> Directions
Write all of the entries again. Keep them exactly as they are.

Stored data entries
════════

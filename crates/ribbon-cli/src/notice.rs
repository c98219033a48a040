//! User-facing notices
//!
//! Turns store outcomes into the short messages shown after an action, both
//! in the TUI status bar and on the command line.

use ribbon_core::{StoreError, ValidationError};

/// Severity of a notice
#[derive(Debug, Clone, Copy, PartialEq, Eq)]
pub enum NoticeKind {
    Success,
    Error,
    Info,
}

/// A transient message for the user
#[derive(Debug, Clone, PartialEq, Eq)]
pub struct Notice {
    pub kind: NoticeKind,
    pub message: String,
}

impl Notice {
    pub fn success(message: impl Into<String>) -> Self {
        Self {
            kind: NoticeKind::Success,
            message: message.into(),
        }
    }

    pub fn error(message: impl Into<String>) -> Self {
        Self {
            kind: NoticeKind::Error,
            message: message.into(),
        }
    }

    pub fn info(message: impl Into<String>) -> Self {
        Self {
            kind: NoticeKind::Info,
            message: message.into(),
        }
    }

    pub fn added() -> Self {
        Self::success("Bookmark added successfully!")
    }

    pub fn deleted() -> Self {
        Self::success("Bookmark deleted successfully!")
    }
}

impl From<&StoreError> for Notice {
    fn from(error: &StoreError) -> Self {
        match error {
            StoreError::Validation(ValidationError::EmptyField { .. }) => {
                Notice::error("Please fill in both title and URL fields")
            }
            StoreError::Validation(ValidationError::InvalidUrl { .. }) => {
                Notice::error("Please enter a valid URL")
            }
            StoreError::Index(_) => Notice::error("That bookmark no longer exists"),
            StoreError::Storage(e) => match e.recovery_suggestion() {
                Some(hint) => Notice::error(format!("Could not save bookmarks: {} {}", e, hint)),
                None => Notice::error(format!("Could not save bookmarks: {}", e)),
            },
        }
    }
}
//! Logging setup
//!
//! Nothing is logged unless RIBBON_LOG is set (e.g. `RIBBON_LOG=debug`).
//! Subcommands log to stderr; the TUI logs to a file so the alternate
//! screen stays clean.

use std::fs::File;

use ribbon_core::Config;
use tracing::info;
use tracing_subscriber::EnvFilter;

const LOG_ENV: &str = "RIBBON_LOG";

fn env_filter(level: &str) -> EnvFilter {
    EnvFilter::new(format!("ribbon_core={},ribbon={}", level, level))
}

/// Log to stderr for one-shot commands
pub fn init_cli_logging() {
    let Ok(log_level) = std::env::var(LOG_ENV) else {
        return;
    };

    let _ = tracing_subscriber::fmt()
        .with_env_filter(env_filter(&log_level))
        .with_target(false)
        .with_writer(std::io::stderr)
        .try_init();
}

/// Log to config.log_file or {data_dir}/debug.log
pub fn init_tui_logging(config: &Config) {
    let Ok(log_level) = std::env::var(LOG_ENV) else {
        return;
    };

    let log_path = config.log_path();
    let log_file = match File::create(&log_path) {
        Ok(f) => f,
        Err(e) => {
            eprintln!("Warning: Could not create log file {:?}: {}", log_path, e);
            return;
        }
    };

    let _ = tracing_subscriber::fmt()
        .with_env_filter(env_filter(&log_level))
        .with_target(false)
        .with_ansi(false)
        .with_writer(log_file)
        .try_init();

    info!("TUI logging initialized to {:?}", log_path);
}
//! Storage layer
//!
//! Persisted state is a set of named text slots, the same shape as browser
//! local storage. Bookmarks and the theme preference each live in one slot.
//!
//! ## Backends
//!
//! - **FileStorage**: one file per slot in the data directory, written atomically
//! - **MemoryStorage**: a `HashMap`, for tests and embedding

pub mod error;
pub mod file;
pub mod memory;

pub use error::{FailureKind, SlotOp, StorageError, StorageResult};
pub use file::{FileStorage, StorageStats};
pub use memory::MemoryStorage;

/// Slot holding the serialized bookmark collection
pub const BOOKMARKS_SLOT: &str = "bookmarks";

/// Slot holding the theme preference
pub const THEME_SLOT: &str = "theme";

/// Slot a corrupt bookmarks value is copied to before it is replaced
pub const BOOKMARKS_BACKUP_SLOT: &str = "bookmarks.corrupt";

/// Key-value storage of named text slots
pub trait SlotStorage {
    /// Read a slot; `Ok(None)` if it has never been written
    fn get(&self, key: &str) -> StorageResult<Option<String>>;

    /// Replace the contents of a slot
    fn set(&mut self, key: &str, value: &str) -> StorageResult<()>;

    /// Delete a slot; removing a missing slot is not an error
    fn remove(&mut self, key: &str) -> StorageResult<()>;

    /// Copy the raw contents of `key` into `to`, even when `get` cannot
    /// decode them; a missing source is not an error
    fn backup(&mut self, key: &str, to: &str) -> StorageResult<()> {
        match self.get(key)? {
            Some(value) => self.set(to, &value),
            None => Ok(()),
        }
    }
}

impl<S: SlotStorage + ?Sized> SlotStorage for &mut S {
    fn get(&self, key: &str) -> StorageResult<Option<String>> {
        (**self).get(key)
    }

    fn set(&mut self, key: &str, value: &str) -> StorageResult<()> {
        (**self).set(key, value)
    }

    fn remove(&mut self, key: &str) -> StorageResult<()> {
        (**self).remove(key)
    }

    fn backup(&mut self, key: &str, to: &str) -> StorageResult<()> {
        (**self).backup(key, to)
    }
}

════════

> Solution
filename crates/ribbon-cli/src/notice.rs
repository c98219033a48a040
//! User-facing notices
//!
//! Turns store outcomes into the short messages shown after an action, both
//! in the TUI status bar and on the command line.

use ribbon_core::{StoreError, ValidationError};

/// Severity of a notice
#[derive(Debug, Clone, Copy, PartialEq, Eq)]
pub enum NoticeKind {
    Success,
    Error,
    Info,
}

/// A transient message for the user
#[derive(Debug, Clone, PartialEq, Eq)]
pub struct Notice {
    pub kind: NoticeKind,
    pub message: String,
}

impl Notice {
    pub fn success(message: impl Into<String>) -> Self {
        Self {
            kind: NoticeKind::Success,
            message: message.into(),
        }
    }

    pub fn error(message: impl Into<String>) -> Self {
        Self {
            kind: NoticeKind::Error,
            message: message.into(),
        }
    }

    pub fn info(message: impl Into<String>) -> Self {
        Self {
            kind: NoticeKind::Info,
            message: message.into(),
        }
    }

    pub fn added() -> Self {
        Self::success("Bookmark added successfully!")
    }

    pub fn deleted() -> Self {
        Self::success("Bookmark deleted successfully!")
    }
}

impl From<&StoreError> for Notice {
    fn from(error: &StoreError) -> Self {
        match error {
            StoreError::Validation(ValidationError::EmptyField { .. }) => {
                Notice::error("Please fill in both title and URL fields")
            }
            StoreError::Validation(ValidationError::InvalidUrl { .. }) => {
                Notice::error("Please enter a valid URL")
            }
            StoreError::Index(_) => Notice::error("That bookmark no longer exists"),
            StoreError::Storage(e) => match e.recovery_suggestion() {
                Some(hint) => Notice::error(format!("Could not save bookmarks: {} {}", e, hint)),
                None => Notice::error(format!("Could not save bookmarks: {}", e)),
            },
        }
    }
}
//! Logging setup
//!
//! Nothing is logged unless RIBBON_LOG is set (e.g. `RIBBON_LOG=debug`).
//! Subcommands log to stderr; the TUI logs to a file so the alternate
//! screen stays clean.

use std::fs::File;

use ribbon_core::Config;
use tracing::info;
use tracing_subscriber::EnvFilter;

const LOG_ENV: &str = "RIBBON_LOG";

fn env_filter(level: &str) -> EnvFilter {
    EnvFilter::new(format!("ribbon_core={},ribbon={}", level, level))
}

/// Log to stderr for one-shot commands
pub fn init_cli_logging() {
    let Ok(log_level) = std::env::var(LOG_ENV) else {
        return;
    };

    let _ = tracing_subscriber::fmt()
        .with_env_filter(env_filter(&log_level))
        .with_target(false)
        .with_writer(std::io::stderr)
        .try_init();
}

/// Log to config.log_file or {data_dir}/debug.log
pub fn init_tui_logging(config: &Config) {
    let Ok(log_level) = std::env::var(LOG_ENV) else {
        return;
    };

    let log_path = config.log_path();
    let log_file = match File::create(&log_path) {
        Ok(f) => f,
        Err(e) => {
            eprintln!("Warning: Could not create log file {:?}: {}", log_path, e);
            return;
        }
    };

    let _ = tracing_subscriber::fmt()
        .with_env_filter(env_filter(&log_level))
        .with_target(false)
        .with_ansi(false)
        .with_writer(log_file)
        .try_init();

    info!("TUI logging initialized to {:?}", log_path);
}
//! Storage layer
//!
//! Persisted state is a set of named text slots, the same shape as browser
//! local storage. Bookmarks and the theme preference each live in one slot.
//!
//! ## Backends
//!
//! - **FileStorage**: one file per slot in the data directory, written atomically
//! - **MemoryStorage**: a `HashMap`, for tests and embedding

pub mod error;
pub mod file;
pub mod memory;

pub use error::{FailureKind, SlotOp, StorageError, StorageResult};
pub use file::{FileStorage, StorageStats};
pub use memory::MemoryStorage;

/// Slot holding the serialized bookmark collection
pub const BOOKMARKS_SLOT: &str = "bookmarks";

/// Slot holding the theme preference
pub const THEME_SLOT: &str = "theme";

/// Slot a corrupt bookmarks value is copied to before it is replaced
pub const BOOKMARKS_BACKUP_SLOT: &str = "bookmarks.corrupt";

/// Key-value storage of named text slots
pub trait SlotStorage {
    /// Read a slot; `Ok(None)` if it has never been written
    fn get(&self, key: &str) -> StorageResult<Option<String>>;

    /// Replace the contents of a slot
    fn set(&mut self, key: &str, value: &str) -> StorageResult<()>;

    /// Delete a slot; removing a missing slot is not an error
    fn remove(&mut self, key: &str) -> StorageResult<()>;

    /// Copy the raw contents of `key` into `to`, even when `get` cannot
    /// decode them; a missing source is not an error
    fn backup(&mut self, key: &str, to: &str) -> StorageResult<()> {
        match self.get(key)? {
            Some(value) => self.set(to, &value),
            None => Ok(()),
        }
    }
}

impl<S: SlotStorage + ?Sized> SlotStorage for &mut S {
    fn get(&self, key: &str) -> StorageResult<Option<String>> {
        (**self).get(key)
    }

    fn set(&mut self, key: &str, value: &str) -> StorageResult<()> {
        (**self).set(key, value)
    }

    fn remove(&mut self, key: &str) -> StorageResult<()> {
        (**self).remove(key)
    }

    fn backup(&mut self, key: &str, to: &str) -> StorageResult<()> {
        (**self).backup(key, to)
    }
}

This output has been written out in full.